Segment Start: INFORMATION SHOWN
//! Configuration system: TOML file + env var overrides + smart defaults.

#![allow(missing_docs)]

use std::env;
use std::fs;
use std::path::{Path, PathBuf};

use serde::{Deserialize, Serialize};

use crate::core::errors::{M2jError, Result};
use crate::core::paths::{expand_tilde, home_dir};

/// Resolution scopes the collector may restrict listings to.
pub const KNOWN_SCOPES: &[&str] = &["compile", "runtime", "test", "provided", "system"];

/// Full m2j configuration model.
#[derive(Debug, Clone, Serialize, Deserialize, PartialEq, Eq)]
#[serde(default)]
#[derive(Default)]
pub struct Config {
    pub repos: ReposConfig,
    pub cache: CacheConfig,
    pub collector: CollectorConfig,
    pub protection: ProtectionConfig,
    pub purge: PurgeConfig,
    pub reports: ReportsConfig,
    pub paths: PathsConfig,
}

/// Project checkout roots to collect usage from.
#[derive(Debug, Clone, Serialize, Deserialize, PartialEq, Eq)]
#[serde(default)]
pub struct ReposConfig {
    /// Directories scanned for project modules (each module = a `pom.xml` dir).
    pub root_paths: Vec<PathBuf>,
    /// Subtrees never descended into during module discovery.
    pub excluded_paths: Vec<PathBuf>,
    /// Maximum directory depth when discovering modules under a root.
    pub max_module_depth: usize,
}

/// Local artifact cache location.
#[derive(Debug, Clone, Serialize, Deserialize, PartialEq, Eq)]
#[serde(default)]
pub struct CacheConfig {
    /// Root of the shared artifact cache. The cache is owned by the build
    /// tool; m2j only observes and (when authorized) deletes subtrees of it.
    pub root: PathBuf,
}

/// Usage-collection behavior: which tool, which scopes, how long to wait.
#[derive(Debug, Clone, Serialize, Deserialize, PartialEq, Eq)]
#[serde(default)]
pub struct CollectorConfig {
    /// Build tool binary invoked for dependency listings.
    pub tool: String,
    /// Resolution scopes listed per module, in order.
    pub scopes: Vec<String>,
    /// Hard upper bound on a single listing invocation, in seconds.
    pub timeout_secs: u64,
    /// Interval between progress notices while waiting on the tool.
    pub progress_interval_secs: u64,
    /// Skip tool invocation entirely and use static descriptor parsing.
    pub without_transitive: bool,
}

/// Rules preventing deletion of artifacts still needed or structurally important.
#[derive(Debug, Clone, Serialize, Deserialize, PartialEq, Eq)]
#[serde(default)]
pub struct ProtectionConfig {
    /// Group-name prefixes of core build-tool infrastructure.
    pub core_group_prefixes: Vec<String>,
    /// Protect artifacts whose name follows the plugin naming convention.
    pub protect_plugins: bool,
    /// Protect the version-latest instance of every (group, artifact).
    pub protect_latest: bool,
}

/// Purge executor behavior.
#[derive(Debug, Clone, Serialize, Deserialize, PartialEq, Eq)]
#[serde(default)]
pub struct PurgeConfig {
    /// Retry passes over still-existing candidates.
    pub max_attempts: u32,
    /// Count and report without deleting.
    pub dry_run: bool,
    /// Sweep stale `.lock`/`.part` files left by interrupted downloads.
    pub remove_stale_locks: bool,
    /// Minimum age before a lock file counts as stale.
    pub stale_lock_age_minutes: u64,
}

/// Report persistence and run throttling.
#[derive(Debug, Clone, Serialize, Deserialize, PartialEq, Eq)]
#[serde(default)]
pub struct ReportsConfig {
    /// Directory receiving timestamped used/unused CSV reports.
    pub output_dir: PathBuf,
    /// A used-report younger than this may be reloaded as the use-set.
    pub report_age_limit_days: u64,
    /// Minimum days between deleting runs; shorter gaps require confirmation.
    pub min_run_interval_days: u64,
}

/// Filesystem paths used by m2j itself.
#[derive(Debug, Clone, Serialize, Deserialize, PartialEq, Eq)]
#[serde(default)]
pub struct PathsConfig {
    pub config_file: PathBuf,
    pub last_run_file: PathBuf,
    pub jsonl_log: PathBuf,
}

impl Default for ReposConfig {
    fn default() -> Self {
        Self {
            root_paths: vec![home_dir().join("src")],
            excluded_paths: Vec::new(),
            max_module_depth: 6,
        }
    }
}

impl Default for CacheConfig {
    fn default() -> Self {
        Self {
            root: home_dir().join(".m2").join("repository"),
        }
    }
}

impl Default for CollectorConfig {
    fn default() -> Self {
        Self {
            tool: "mvn".to_string(),
            scopes: KNOWN_SCOPES.iter().map(ToString::to_string).collect(),
            timeout_secs: 300,
            progress_interval_secs: 15,
            without_transitive: false,
        }
    }
}

impl Default for ProtectionConfig {
    fn default() -> Self {
        Self {
            core_group_prefixes: vec![
                "org.apache.maven".to_string(),
                "org.codehaus.plexus".to_string(),
                "org.eclipse.aether".to_string(),
                "org.eclipse.sisu".to_string(),
                "org.sonatype".to_string(),
            ],
            protect_plugins: true,
            protect_latest: true,
        }
    }
}

impl Default for PurgeConfig {
    fn default() -> Self {
        Self {
            max_attempts: 3,
            dry_run: false,
            remove_stale_locks: true,
            stale_lock_age_minutes: 60,
        }
    }
}

impl Default for ReportsConfig {
    fn default() -> Self {
        Self {
            output_dir: data_dir().join("reports"),
            report_age_limit_days: 7,
            min_run_interval_days: 7,
        }
    }
}

impl Default for PathsConfig {
    fn default() -> Self {
        let data = data_dir();
        Self {
            config_file: home_dir().join(".config").join("m2j").join("config.toml"),
            last_run_file: data.join("last-run"),
            jsonl_log: data.join("activity.jsonl"),
        }
    }
}

fn data_dir() -> PathBuf {
    home_dir().join(".local").join("share").join("m2j")
}

impl Config {
    /// Default configuration path.
    #[must_use]
    pub fn default_path() -> PathBuf {
        PathsConfig::default().config_file
    }

    /// Load config from default or explicit path, then apply env overrides.
    ///
    /// Missing config file is not an error when loading from default path;
    /// defaults are used.
    pub fn load(path: Option<&Path>) -> Result<Self> {
        let path_buf = path.map_or_else(Self::default_path, Path::to_path_buf);
        let is_explicit_path = path.is_some();

        let mut cfg = if path_buf.exists() {
            let raw = fs::read_to_string(&path_buf).map_err(|source| M2jError::Io {
                path: path_buf.clone(),
                source,
            })?;
            let parsed: Self = toml::from_str(&raw)?;
            parsed
        } else if is_explicit_path {
            return Err(M2jError::MissingConfig { path: path_buf });
        } else {
            Self::default()
        };

        cfg.paths.config_file = path_buf;
        cfg.apply_env_overrides()?;
        cfg.normalize_paths();
        cfg.validate()?;
        Ok(cfg)
    }

    fn apply_env_overrides(&mut self) -> Result<()> {
        // cache
        if let Some(raw) = env_var("M2J_CACHE_ROOT") {
            self.cache.root = PathBuf::from(raw);
        }

        // collector
        if let Some(raw) = env_var("M2J_COLLECTOR_TOOL") {
            self.collector.tool = raw;
        }
        set_env_u64("M2J_COLLECTOR_TIMEOUT_SECS", &mut self.collector.timeout_secs)?;
        set_env_u64(
            "M2J_COLLECTOR_PROGRESS_INTERVAL_SECS",
            &mut self.collector.progress_interval_secs,
        )?;
        set_env_bool(
            "M2J_COLLECTOR_WITHOUT_TRANSITIVE",
            &mut self.collector.without_transitive,
        )?;
        if let Some(raw) = env_var("M2J_COLLECTOR_SCOPES") {
            self.collector.scopes = raw
                .split(',')
                .map(|s| s.trim().to_string())
                .filter(|s| !s.is_empty())
                .collect();
        }

        // protection
        set_env_bool("M2J_PROTECT_PLUGINS", &mut self.protection.protect_plugins)?;
        set_env_bool("M2J_PROTECT_LATEST", &mut self.protection.protect_latest)?;

        // purge
        set_env_u32("M2J_PURGE_MAX_ATTEMPTS", &mut self.purge.max_attempts)?;
        set_env_bool("M2J_PURGE_DRY_RUN", &mut self.purge.dry_run)?;
        set_env_bool("M2J_PURGE_REMOVE_STALE_LOCKS", &mut self.purge.remove_stale_locks)?;
        set_env_u64(
            "M2J_PURGE_STALE_LOCK_AGE_MINUTES",
            &mut self.purge.stale_lock_age_minutes,
        )?;

        // reports
        if let Some(raw) = env_var("M2J_REPORTS_OUTPUT_DIR") {
            self.reports.output_dir = PathBuf::from(raw);
        }
        set_env_u64(
            "M2J_REPORTS_AGE_LIMIT_DAYS",
            &mut self.reports.report_age_limit_days,
        )?;
        set_env_u64(
            "M2J_REPORTS_MIN_RUN_INTERVAL_DAYS",
            &mut self.reports.min_run_interval_days,
        )?;

        // repos
        if let Some(raw) = env_var("M2J_REPO_ROOTS") {
            self.repos.root_paths = raw
                .split(':')
                .filter(|s| !s.is_empty())
                .map(PathBuf::from)
                .collect();
        }

        Ok(())
    }

    /// Normalize paths for consistent comparison: expand `~`, strip trailing
    /// slashes from roots.
    fn normalize_paths(&mut self) {
        self.cache.root = expand_tilde(&self.cache.root);
        self.reports.output_dir = expand_tilde(&self.reports.output_dir);
        self.paths.last_run_file = expand_tilde(&self.paths.last_run_file);
        self.paths.jsonl_log = expand_tilde(&self.paths.jsonl_log);

        for path in &mut self.repos.root_paths {
            *path = expand_tilde(path);
            let s = path.to_string_lossy();
            if s.len() > 1
                && let Some(stripped) = s.strip_suffix('/')
            {
                *path = PathBuf::from(stripped);
            }
        }

        let s = self.cache.root.to_string_lossy();
        if s.len() > 1
            && let Some(stripped) = s.strip_suffix('/')
        {
            self.cache.root = PathBuf::from(stripped);
        }
    }

    fn validate(&self) -> Result<()> {
        if self.collector.tool.trim().is_empty() {
            return Err(M2jError::InvalidConfig {
                details: "collector.tool must not be empty".to_string(),
            });
        }
        if self.collector.timeout_secs == 0 {
            return Err(M2jError::InvalidConfig {
                details: "collector.timeout_secs must be >= 1".to_string(),
            });
        }
        if self.collector.scopes.is_empty() {
            return Err(M2jError::InvalidConfig {
                details: "collector.scopes must not be empty".to_string(),
            });
        }
        for scope in &self.collector.scopes {
            if !KNOWN_SCOPES.contains(&scope.as_str()) {
                return Err(M2jError::InvalidConfig {
                    details: format!(
                        "collector.scopes contains unknown scope {scope:?}; known: {KNOWN_SCOPES:?}"
                    ),
                });
            }
        }

        if self.purge.max_attempts == 0 {
            return Err(M2jError::InvalidConfig {
                details: "purge.max_attempts must be >= 1".to_string(),
            });
        }

        if self.repos.max_module_depth == 0 {
            return Err(M2jError::InvalidConfig {
                details: "repos.max_module_depth must be >= 1".to_string(),
            });
        }

        if self.cache.root.as_os_str().is_empty() || self.cache.root == Path::new("/") {
            return Err(M2jError::InvalidConfig {
                details: format!(
                    "cache.root must be a non-root directory, got {:?}",
                    self.cache.root
                ),
            });
        }

        for prefix in &self.protection.core_group_prefixes {
            if prefix.trim().is_empty() {
                return Err(M2jError::InvalidConfig {
                    details: "protection.core_group_prefixes must not contain empty entries"
                        .to_string(),
                });
            }
        }

        Ok(())
    }
}

fn env_var(name: &str) -> Option<String> {
    env::var(name).ok().filter(|raw| !raw.trim().is_empty())
}

fn set_env_u64(name: &str, slot: &mut u64) -> Result<()> {
    if let Some(raw) = env_var(name) {
        *slot = raw.parse::<u64>().map_err(|error| M2jError::ConfigParse {
            context: "env",
            details: format!("{name}={raw:?}: {error}"),
        })?;
    }
    Ok(())
}

fn set_env_u32(name: &str, slot: &mut u32) -> Result<()> {
    if let Some(raw) = env_var(name) {
        *slot = raw.parse::<u32>().map_err(|error| M2jError::ConfigParse {
            context: "env",
            details: format!("{name}={raw:?}: {error}"),
        })?;
    }
    Ok(())
}

fn set_env_bool(name: &str, slot: &mut bool) -> Result<()> {
    if let Some(raw) = env_var(name) {
        *slot = match raw.to_ascii_lowercase().as_str() {
            "1" | "true" | "yes" | "on" => true,
            "0" | "false" | "no" | "off" => false,
            _ => {
                return Err(M2jError::ConfigParse {
                    context: "env",
                    details: format!("{name}={raw:?}: expected boolean"),
                });
            }
        };
    }
    Ok(())
}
Segment End: INFORMATION SHOWN
PROBLEM TO WORK ON:
Transcribe, exactly as written, all lines of the entries above from the first to the one containing "under a root.", and no more.

RESULT OF THE TASK:
//! Configuration system: TOML file + env var overrides + smart defaults.

#![allow(missing_docs)]

use std::env;
use std::fs;
use std::path::{Path, PathBuf};

use serde::{Deserialize, Serialize};

use crate::core::errors::{M2jError, Result};
use crate::core::paths::{expand_tilde, home_dir};

/// Resolution scopes the collector may restrict listings to.
pub const KNOWN_SCOPES: &[&str] = &["compile", "runtime", "test", "provided", "system"];

/// Full m2j configuration model.
#[derive(Debug, Clone, Serialize, Deserialize, PartialEq, Eq)]
#[serde(default)]
#[derive(Default)]
pub struct Config {
    pub repos: ReposConfig,
    pub cache: CacheConfig,
    pub collector: CollectorConfig,
    pub protection: ProtectionConfig,
    pub purge: PurgeConfig,
    pub reports: ReportsConfig,
    pub paths: PathsConfig,
}

/// Project checkout roots to collect usage from.
#[derive(Debug, Clone, Serialize, Deserialize, PartialEq, Eq)]
#[serde(default)]
pub struct ReposConfig {
    /// Directories scanned for project modules (each module = a `pom.xml` dir).
    pub root_paths: Vec<PathBuf>,
    /// Subtrees never descended into during module discovery.
    pub excluded_paths: Vec<PathBuf>,
    /// Maximum directory depth when discovering modules under a root.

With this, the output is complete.